Radek acknowledges that there is something special about Bristol when it comes to food and innovation, “we are so lucky to have these amazing companies in Bristol, we’re completely spoilt. I think Bristol attracts people with ideas, it’s hard to say if the city encourages it or not, but innovative people come here.”
One such innovative business is Bristol Fungarium, the UK’s only UK-grown organic certified medicinal mushroom tincture company. Radek’s Chocolate’s CBD bars (a collaboration with Bristol CBD) are currently their best-selling chocolate bar in the entire range. CBD is the active ingredient in cannabis that is derived from the hemp plant, said to promote sleep and relieve anxiety, depression and stress.

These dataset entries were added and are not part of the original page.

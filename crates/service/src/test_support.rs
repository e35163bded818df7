//! In-memory and failing repositories for service tests.

#![allow(clippy::unwrap_used, reason = "test code")]

use std::collections::BTreeMap;
use std::sync::Mutex;

use async_trait::async_trait;
use exam_results_core::{NewStudent, SearchPhrase, SearchSuggestion, StudentRecord, Subjects};
use exam_results_storage::{Storage, StorageError, StudentRepository};
use tempfile::TempDir;

pub fn student(index_number: &str, name: &str) -> NewStudent {
    NewStudent {
        index_number: index_number.to_owned(),
        name: name.to_owned(),
        z_score: "1.0128".to_owned(),
        district_rank: "1968".to_owned(),
        island_rank: "10177".to_owned(),
        nic_number: "200564002042".to_owned(),
        subjects: Subjects::from([("ECONOMICS".to_owned(), "B".to_owned())]),
    }
}

pub fn sqlite_storage() -> (Storage, TempDir) {
    let dir = TempDir::new().unwrap();
    let storage = Storage::new(&dir.path().join("service.db"), 2).unwrap();
    (storage, dir)
}

/// Keyed by index number; ids assigned in insertion order.
#[derive(Default)]
pub struct MemoryRepository {
    rows: Mutex<BTreeMap<String, StudentRecord>>,
}

impl MemoryRepository {
    pub fn insert(&self, student: NewStudent) -> StudentRecord {
        let mut rows = self.rows.lock().unwrap();
        let id = rows
            .get(&student.index_number)
            .map_or_else(|| i64::try_from(rows.len()).unwrap() + 1, |r| r.id);
        let record = student.into_record(id);
        rows.insert(record.index_number.clone(), record.clone());
        record
    }

    pub fn get(&self, index_number: &str) -> Option<StudentRecord> {
        self.rows.lock().unwrap().get(index_number).cloned()
    }

    pub fn len(&self) -> usize {
        self.rows.lock().unwrap().len()
    }
}

#[async_trait]
impl StudentRepository for MemoryRepository {
    async fn upsert_student(&self, student: &NewStudent) -> Result<StudentRecord, StorageError> {
        Ok(self.insert(student.clone()))
    }

    async fn upsert_students(&self, students: &[NewStudent]) -> Result<usize, StorageError> {
        for student in students {
            self.insert(student.clone());
        }
        Ok(students.len())
    }

    async fn get_student_by_index(
        &self,
        index_number: &str,
    ) -> Result<Option<StudentRecord>, StorageError> {
        Ok(self.get(index_number))
    }

    async fn search_students_by_name(
        &self,
        phrase: &SearchPhrase,
        limit: usize,
    ) -> Result<Vec<SearchSuggestion>, StorageError> {
        let rows = self.rows.lock().unwrap();
        let mut hits: Vec<&StudentRecord> = rows.values().filter(|r| phrase.matches(&r.name)).collect();
        hits.sort_by_key(|r| r.id);
        Ok(hits.into_iter().take(limit).map(SearchSuggestion::from).collect())
    }

    async fn count_students(&self) -> Result<u64, StorageError> {
        Ok(self.len() as u64)
    }
}

/// Every call fails like a dropped database connection.
pub struct FailingRepository;

fn unavailable() -> StorageError {
    StorageError::Pool("database unavailable".to_owned())
}

#[async_trait]
impl StudentRepository for FailingRepository {
    async fn upsert_student(&self, _: &NewStudent) -> Result<StudentRecord, StorageError> {
        Err(unavailable())
    }

    async fn upsert_students(&self, _: &[NewStudent]) -> Result<usize, StorageError> {
        Err(unavailable())
    }

    async fn get_student_by_index(&self, _: &str) -> Result<Option<StudentRecord>, StorageError> {
        Err(unavailable())
    }

    async fn search_students_by_name(
        &self,
        _: &SearchPhrase,
        _: usize,
    ) -> Result<Vec<SearchSuggestion>, StorageError> {
        Err(unavailable())
    }

    async fn count_students(&self) -> Result<u64, StorageError> {
        Err(unavailable())
    }
}
#![allow(clippy::single_call_fn, reason = "HTTP handlers are called once from router")]

pub mod search;
pub mod students;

The success of the CBD-infused bars, led to the pair developing ideas with mushrooms and, as Joe says, “exploring the field of medicinal chocolate”.
Radek has been picking mushrooms since he was five or six with his family in Poland and has carried on this tradition in Bristol, “one day I came back from the woods with what I thought – but wasn’t sure – was a turkeytail. Turkeytail is one of those polypore mushrooms that grows on trees. I contacted Bristol Fungarium to check and it turns it was. They said ‘yes. we need this. We’ve run out. We need it to make tinctures and we’ll pay £50 for a kilogram!’” Next came a period of experimentation – they were unable to put tincture in the chocolate, so had to develop a way of drying the tincture into a powder – and after much development work, Radek’s Chocolate is finally launching the Lion’s Mane mushroom bar this month. Lion’s Manes are said to help with digestive health and immune function and encourage the growth of good gut bacteria.
This month also sees the launch of collaborations with Bristol-based Blind Owl Coffee Company, and craft brewery Wiper and True. Joe says, “two years ago we started talking to Michael Wiper and playing around with tests, trying to figure out how we can make a collaboration. We’re using their barley malt that they use in some of their IPAs, and also hop pellets. The hop pellets were completely inedible though. They are so bitter. So we had to try and get the aroma out of that without the bitterness.” There is not a hint of bitterness in the final product and they have that comfort flavour of a malted milk biscuit or cup of Ovaltine. Joe jokes, a kind of “childhood beer flavour”.
Meeting Radek and Joe, it was striking how they have thought through the health and ethical implications of every element of the business – from using cellulose packaging that can go into home compost, to opting for coconut sugar (with its lower glycemic index), to using Lucuma fruit powder from Peru as a sugar and milk replacement. Their experimentations and collaborations bring something utterly unique to the table.